This page assumes nothing. Before you can read the parent derivation, you must be fluent with eight small ideas. We build them one at a time, each on top of the last, each anchored to a picture. If you already know some, skim — but every symbol the parent uses lives here.
Why the topic needs it. A fluid presses on the walls and floor of its container. That press is a force. If we cannot talk about pushes and pulls, we cannot say a single thing about pressure.
One special force appears constantly: weight. Weight is the downward pull of gravity on an object's mass. We will build it properly in step 5 once we have mass and gravity.
Why the topic needs it. The same push spread over a big surface feels gentle; the same push concentrated on a tiny surface feels sharp. Pressure is exactly this "push per surface," so we must be able to measure the surface. In the derivation, the top and bottom of the fluid column each have area A.
Look at the amber arrow (the force) and the cyan patch (the area). Same arrow, two patch sizes — the small patch gets crushed, the big patch barely notices. That is the whole meaning of "per area."
We chose force ÷ area (not force ÷ something else) because the thing we actually feel underwater is not the total push on the whole pool floor — it is how concentrated the push is on our own small patch of skin.
We will reverse this relation later: if we know a pressure P acting on a face of area A, the force on that face is F=P×A. In the parent, this is used to turn each pressure into a force on the column's top and bottom faces.
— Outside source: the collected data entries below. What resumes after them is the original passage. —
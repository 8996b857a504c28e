use approx::assert_relative_eq;
use assert_matches::assert_matches;

use crate::errors::CoalescentError;
use crate::gmrf::{GmrfLikelihood, GmrfLikelihoodBuilder, WrtParameter};
use crate::likelihood::{FieldGradient, GradientProvider, ModelLikelihood};
use crate::tree::NodeIdx::Internal as I;
use crate::{assert_float_relative_slice_eq, tree};

const GOLDEN: &str = "((((5:0.5,1:0.2):0.5,0:1):0.2,2:0.8):0.2,3:1.4);";

fn golden_skygrid() -> GmrfLikelihood {
    GmrfLikelihoodBuilder::new(tree!(GOLDEN))
        .grid(&[0.35, 0.7, 1.05])
        .precision(5.0)
        .log_pop_sizes(&[0.1, -0.2, 0.3, 0.5])
        .build()
        .unwrap()
}

/// Proposes through `propose`, then rejects, returning the proposed value.
fn propose_and_reject<L: ModelLikelihood>(model: &mut L, propose: impl FnOnce(&mut L)) -> f64 {
    model.store_state();
    propose(model);
    let proposed = model.log_likelihood().unwrap();
    model.restore_state();
    proposed
}

#[test]
fn rejected_proposal_restores_likelihood() {
    let mut gmrf = golden_skygrid();
    let before = ModelLikelihood::log_likelihood(&gmrf).unwrap();
    let proposed = propose_and_reject(&mut gmrf, |g| {
        let mut moved = tree!(GOLDEN);
        moved.set_height(&I(2), 1.1).unwrap();
        g.update_tree(0, moved, &[I(2)]).unwrap();
        g.set_precision(1.0).unwrap();
    });
    assert_ne!(proposed, before);
    assert_eq!(ModelLikelihood::log_likelihood(&gmrf).unwrap(), before);
}

#[test]
fn accepted_proposal_keeps_new_state() {
    let mut gmrf = golden_skygrid();
    gmrf.store_state();
    gmrf.set_log_pop_sizes(&[0.0; 4]).unwrap();
    gmrf.accept_state();
    assert_relative_eq!(
        ModelLikelihood::log_likelihood(&gmrf).unwrap(),
        -6.642658730962868,
        epsilon = 1e-9
    );
    gmrf.restore_state();
    assert_eq!(gmrf.log_pop_sizes(), &[0.0; 4]);
}

#[test]
fn make_dirty_gives_same_value() {
    let mut gmrf = golden_skygrid();
    let before = gmrf.log_likelihood().unwrap();
    ModelLikelihood::make_dirty(&mut gmrf);
    assert_relative_eq!(gmrf.log_likelihood().unwrap(), before, epsilon = 1e-12);
    assert_eq!(gmrf.recompute_count(0), 2);
}

#[test]
fn gradient_provider_on_log_pop_sizes() {
    let gmrf = golden_skygrid();
    let provider = FieldGradient::new(&gmrf, WrtParameter::LogPopSizes).unwrap();
    assert_eq!(provider.dimension(), 4);
    assert_eq!(provider.wrt(), WrtParameter::LogPopSizes);
    assert_float_relative_slice_eq(
        &provider.gradient_log_density().unwrap(),
        &[
            -0.41419509835684876,
            6.0535068954004245,
            -1.0554044696706504,
            -2.6057550711867883,
        ],
        1e-9,
    );
    assert_float_relative_slice_eq(
        &provider.diagonal_hessian_log_density().unwrap(),
        &[
            -6.085804901643152,
            -13.053506895400425,
            -11.44459553032935,
            -5.394244928813212,
        ],
        1e-9,
    );
}

#[test]
fn gradient_provider_on_precision() {
    let gmrf = golden_skygrid();
    let provider = FieldGradient::new(&gmrf, WrtParameter::Precision).unwrap();
    assert_eq!(provider.dimension(), 1);
    let gradient = provider.gradient_log_density().unwrap();
    assert_relative_eq!(gradient[0], 0.11, epsilon = 1e-9);
    let hessian = provider.diagonal_hessian_log_density().unwrap();
    assert_relative_eq!(hessian[0], -0.5 * 3.0 / 25.0, epsilon = 1e-12);
}

#[test]
fn gradient_provider_needs_the_parameter() {
    let gmrf = golden_skygrid();
    let err = FieldGradient::new(&gmrf, WrtParameter::DesignCoefficients).unwrap_err();
    assert_matches!(
        err.downcast_ref::<CoalescentError>(),
        Some(CoalescentError::Configuration(_))
    );
    assert!(FieldGradient::new(&gmrf, WrtParameter::CellCoefficients(0)).is_err());
}
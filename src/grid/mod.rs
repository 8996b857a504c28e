use std::fmt::Debug;

use dyn_clone::DynClone;

use crate::intervals::Intervals;
use crate::Result;

mod coalescent_groups;
mod fixed_grid;

pub use coalescent_groups::CoalescentGroups;
pub use fixed_grid::FixedGrid;

/// Per-cell summaries of the intervals that the coalescent likelihood needs.
#[derive(Debug, Clone, PartialEq, Default)]
pub struct SufficientStatistics {
    /// Pairwise coalescence intensity, `k(k-1)/2` times duration, summed per cell.
    pub intensity: Vec<f64>,
    pub coalescent_counts: Vec<usize>,
    /// `ln(ploidyFactor)` times the number of coalescences, summed over loci.
    pub ploidy_adjustment: Vec<f64>,
    /// Amount of genealogy time covered by each cell.
    pub cell_lengths: Vec<f64>,
    /// Time of the earliest sample.
    pub start_time: f64,
}

impl SufficientStatistics {
    pub fn zeros(field_length: usize) -> Self {
        Self {
            intensity: vec![0.0; field_length],
            coalescent_counts: vec![0; field_length],
            ploidy_adjustment: vec![0.0; field_length],
            cell_lengths: vec![0.0; field_length],
            start_time: 0.0,
        }
    }

    pub fn field_length(&self) -> usize {
        self.intensity.len()
    }

    pub fn reset(&mut self) {
        self.intensity.fill(0.0);
        self.coalescent_counts.fill(0);
        self.ploidy_adjustment.fill(0.0);
        self.cell_lengths.fill(0.0);
        self.start_time = 0.0;
    }

    /// Adds the unscaled statistics of one locus whose effective population
    /// size is `ploidy` times the shared one.
    pub fn accumulate(&mut self, partial: &SufficientStatistics, ploidy: f64) {
        debug_assert_eq!(self.field_length(), partial.field_length());
        let factor = 1.0 / ploidy;
        let log_factor = factor.ln();
        for i in 0..self.field_length() {
            self.intensity[i] += partial.intensity[i] * factor;
            self.coalescent_counts[i] += partial.coalescent_counts[i];
            self.ploidy_adjustment[i] +=
                partial.ploidy_adjustment[i] + log_factor * partial.coalescent_counts[i] as f64;
            self.cell_lengths[i] = self.cell_lengths[i].max(partial.cell_lengths[i]);
        }
    }

    pub fn total_intensity(&self) -> f64 {
        self.intensity.iter().sum()
    }

    pub fn total_coalescent_count(&self) -> usize {
        self.coalescent_counts.iter().sum()
    }
}

/// Maps a genealogy's intervals onto the cells of the population size field.
pub trait GridAggregator: Debug + DynClone + Send + Sync {
    fn field_length(&self) -> usize;
    /// Checks the aggregator against the intervals of every locus it will see.
    fn validate(&self, timelines: &[&Intervals]) -> Result<()>;
    /// Statistics of one locus, without any ploidy scaling.
    fn aggregate(&self, intervals: &Intervals) -> Result<SufficientStatistics>;
    /// Cell lengths used to weight neighbours in time-aware smoothing.
    fn smoothing_lengths(&self, stats: &SufficientStatistics) -> Vec<f64>;
    fn time_aware_by_default(&self) -> bool;
    /// Whether the cell boundaries stay put when node heights move.
    fn has_fixed_boundaries(&self) -> bool;
    /// Cell whose population size applies at `time`.
    fn cell_at(&self, stats: &SufficientStatistics, time: f64) -> usize;
    fn name(&self) -> &'static str;
}

dyn_clone::clone_trait_object!(GridAggregator);

#[cfg(test)]
#[cfg_attr(coverage, coverage(off))]
mod tests;
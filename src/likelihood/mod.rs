use anyhow::bail;

use crate::errors::CoalescentError;
use crate::gmrf::{GmrfLikelihood, WrtParameter};
use crate::tree::Genealogy;
use crate::Result;

/// The transaction protocol an MCMC sampler drives a likelihood with.
///
/// A proposal is bracketed by `store_state` and either `accept_state` or
/// `restore_state`, the latter putting back exactly the stored state.
pub trait ModelLikelihood {
    fn log_likelihood(&self) -> Result<f64>;
    fn make_dirty(&mut self);
    fn store_state(&mut self);
    fn restore_state(&mut self);
    fn accept_state(&mut self);
}

/// Derivatives of a log density with respect to one parameter, for gradient
/// based samplers.
pub trait GradientProvider {
    fn dimension(&self) -> usize;
    fn gradient_log_density(&self) -> Result<Vec<f64>>;
    fn diagonal_hessian_log_density(&self) -> Result<Vec<f64>>;
}

impl<G: Genealogy> ModelLikelihood for GmrfLikelihood<G> {
    fn log_likelihood(&self) -> Result<f64> {
        GmrfLikelihood::log_likelihood(self)
    }

    fn make_dirty(&mut self) {
        GmrfLikelihood::make_dirty(self)
    }

    fn store_state(&mut self) {
        GmrfLikelihood::store_state(self)
    }

    fn restore_state(&mut self) {
        GmrfLikelihood::restore_state(self)
    }

    fn accept_state(&mut self) {
        GmrfLikelihood::accept_state(self)
    }
}

/// Gradient of a `GmrfLikelihood` with respect to one of its parameters.
#[derive(Debug, Clone)]
pub struct FieldGradient<'a, G: Genealogy> {
    likelihood: &'a GmrfLikelihood<G>,
    wrt: WrtParameter,
    dimension: usize,
}

impl<'a, G: Genealogy> FieldGradient<'a, G> {
    /// Fails if the likelihood has no parameter `wrt`, e.g. no design matrix.
    pub fn new(likelihood: &'a GmrfLikelihood<G>, wrt: WrtParameter) -> Result<Self> {
        let dimension = likelihood.dimension(wrt)?;
        if dimension == 0 {
            bail!(CoalescentError::Configuration(format!(
                "{:?} has no entries to differentiate",
                wrt
            )));
        }
        Ok(Self {
            likelihood,
            wrt,
            dimension,
        })
    }

    pub fn wrt(&self) -> WrtParameter {
        self.wrt
    }
}

impl<G: Genealogy> GradientProvider for FieldGradient<'_, G> {
    fn dimension(&self) -> usize {
        self.dimension
    }

    fn gradient_log_density(&self) -> Result<Vec<f64>> {
        self.likelihood.gradient(self.wrt)
    }

    fn diagonal_hessian_log_density(&self) -> Result<Vec<f64>> {
        self.likelihood.diagonal_hessian(self.wrt)
    }
}

#[cfg(test)]
#[cfg_attr(coverage, coverage(off))]
mod tests;
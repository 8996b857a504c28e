use anyhow::bail;

use crate::errors::CoalescentError;
use crate::Result;

pub(crate) const MAX_QL_ITERATIONS: usize = 30;

/// Eigenvalues of the symmetric tridiagonal matrix with diagonal `diag` and
/// sub-diagonal `off_diag` by implicit QL iterations with Wilkinson shifts.
///
/// Returned unsorted. Runs in O(n^2) time without forming eigenvectors.
pub(crate) fn tridiagonal_eigenvalues(diag: &[f64], off_diag: &[f64]) -> Result<Vec<f64>> {
    let n = diag.len();
    debug_assert_eq!(off_diag.len(), n.saturating_sub(1));
    let mut d = diag.to_vec();
    // e[i] couples i and i+1, the extra slot keeps the sweep branch free
    let mut e = off_diag.to_vec();
    e.push(0.0);

    for l in 0..n {
        let mut iterations = 0;
        loop {
            let mut m = l;
            while m + 1 < n {
                let dd = d[m].abs() + d[m + 1].abs();
                if e[m].abs() <= f64::EPSILON * dd {
                    break;
                }
                m += 1;
            }
            if m == l {
                break;
            }
            iterations += 1;
            if iterations > MAX_QL_ITERATIONS {
                bail!(CoalescentError::NotConverged { iterations });
            }

            let mut g = (d[l + 1] - d[l]) / (2.0 * e[l]);
            let mut r = g.hypot(1.0);
            let signed_r = if g >= 0.0 { r.abs() } else { -r.abs() };
            g = d[m] - d[l] + e[l] / (g + signed_r);
            let (mut s, mut c, mut p) = (1.0, 1.0, 0.0);
            let mut underflow = false;
            let mut i = m;
            while i > l {
                i -= 1;
                let f = s * e[i];
                let b = c * e[i];
                r = f.hypot(g);
                e[i + 1] = r;
                if r == 0.0 {
                    d[i + 1] -= p;
                    e[m] = 0.0;
                    underflow = true;
                    break;
                }
                s = f / r;
                c = g / r;
                g = d[i + 1] - p;
                r = (d[i] - g) * s + 2.0 * c * b;
                p = s * r;
                d[i + 1] = g + p;
                g = c * r - b;
            }
            if underflow {
                continue;
            }
            d[l] -= p;
            e[l] = g;
            e[m] = 0.0;
        }
    }

    if d.iter().any(|v| !v.is_finite()) {
        bail!(CoalescentError::Numerical(
            "Tridiagonal eigenvalues are not finite".to_string()
        ));
    }
    Ok(d)
}
#![allow(dead_code)]
/// this file is essentially a workaround for #[cfg(test)] like behaviour for the benchmarks
/// The dev-depencies are only available in benchmarks or tests
use std::{hint::black_box, time::Duration};

use criterion::Criterion;
use rand::{rngs::StdRng, Rng, SeedableRng};

use skygrid::gmrf::{GmrfLikelihood, GmrfLikelihoodBuilder};
use skygrid::tree::{simulate_coalescent_tree, Genealogy, Tree};

pub const SEED: u64 = 1729;

/// Serially sampled genealogy with `taxa` leaves sampled over half a unit of time.
pub fn black_box_simulated_tree(taxa: usize, seed: u64) -> Tree {
    let mut rng = StdRng::seed_from_u64(seed);
    let samples: Vec<f64> = (0..taxa).map(|_| rng.gen_range(0.0..0.5)).collect();
    black_box(
        simulate_coalescent_tree(&samples, 1.0, &mut rng)
            .expect("simulation with positive population size should pass"),
    )
}

/// Skygrid over `loci` simulated genealogies with `cells` cells up to the oldest root.
pub fn black_box_skygrid(taxa: usize, loci: usize, cells: usize) -> GmrfLikelihood {
    let trees: Vec<Tree> = (0..loci)
        .map(|i| black_box_simulated_tree(taxa, SEED + i as u64))
        .collect();
    let cutoff = trees
        .iter()
        .map(|tree| tree.root_height())
        .fold(0.0, f64::max);
    let mut builder = GmrfLikelihoodBuilder::new(trees[0].clone());
    for tree in &trees[1..] {
        builder = builder.locus(tree.clone(), 1.0);
    }
    black_box(
        builder
            .grid_from_cutoff(cutoff, cells - 1)
            .precision(2.0)
            .build()
            .expect("failed to build skygrid likelihood"),
    )
}

pub fn setup_suite() -> Criterion {
    Criterion::default()
        .measurement_time(Duration::from_secs(20))
        .with_profiler(pprof::criterion::PProfProfiler::new(
            997, // taken from the flamegraph repo's default
            pprof::criterion::Output::Flamegraph(None),
        ))
}

/// empty on purpose, there are no benches here but the crate still needs
/// to be runnable otherwise criterion crashes
fn main() {}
Three ideas travel together. We need them because pressure comes from weight, and weight needs mass, and the mass of a fluid comes from its density times its volume.
Why the topic needs it. In the derivation we cut out an imaginary column of fluid. To find its weight we first need its mass, and with constant density the mass of that column is simply m=ρV=ρ(Ah).
Why the topic needs it. Pressure with depth exists only because the fluid is heavy. Combining our tools — W=mg, then m=ρV, then V=Ah — the weight of a fluid column is
W=mg=(ρV)g=ρ(Ah)g,
which is the heart of the whole derivation.
The figure shows the three vertical arrows on the column. Notice the two sideways cyan arrows on the wall: they are horizontal, so they cancel left-against-right and never enter the vertical balance. That is why only the top and bottom faces matter.
Read it upward: force and area make pressure; area and depth make volume, which with constant density makes mass, which with gravity makes weight; equilibrium ties pressure and weight together into the final formula.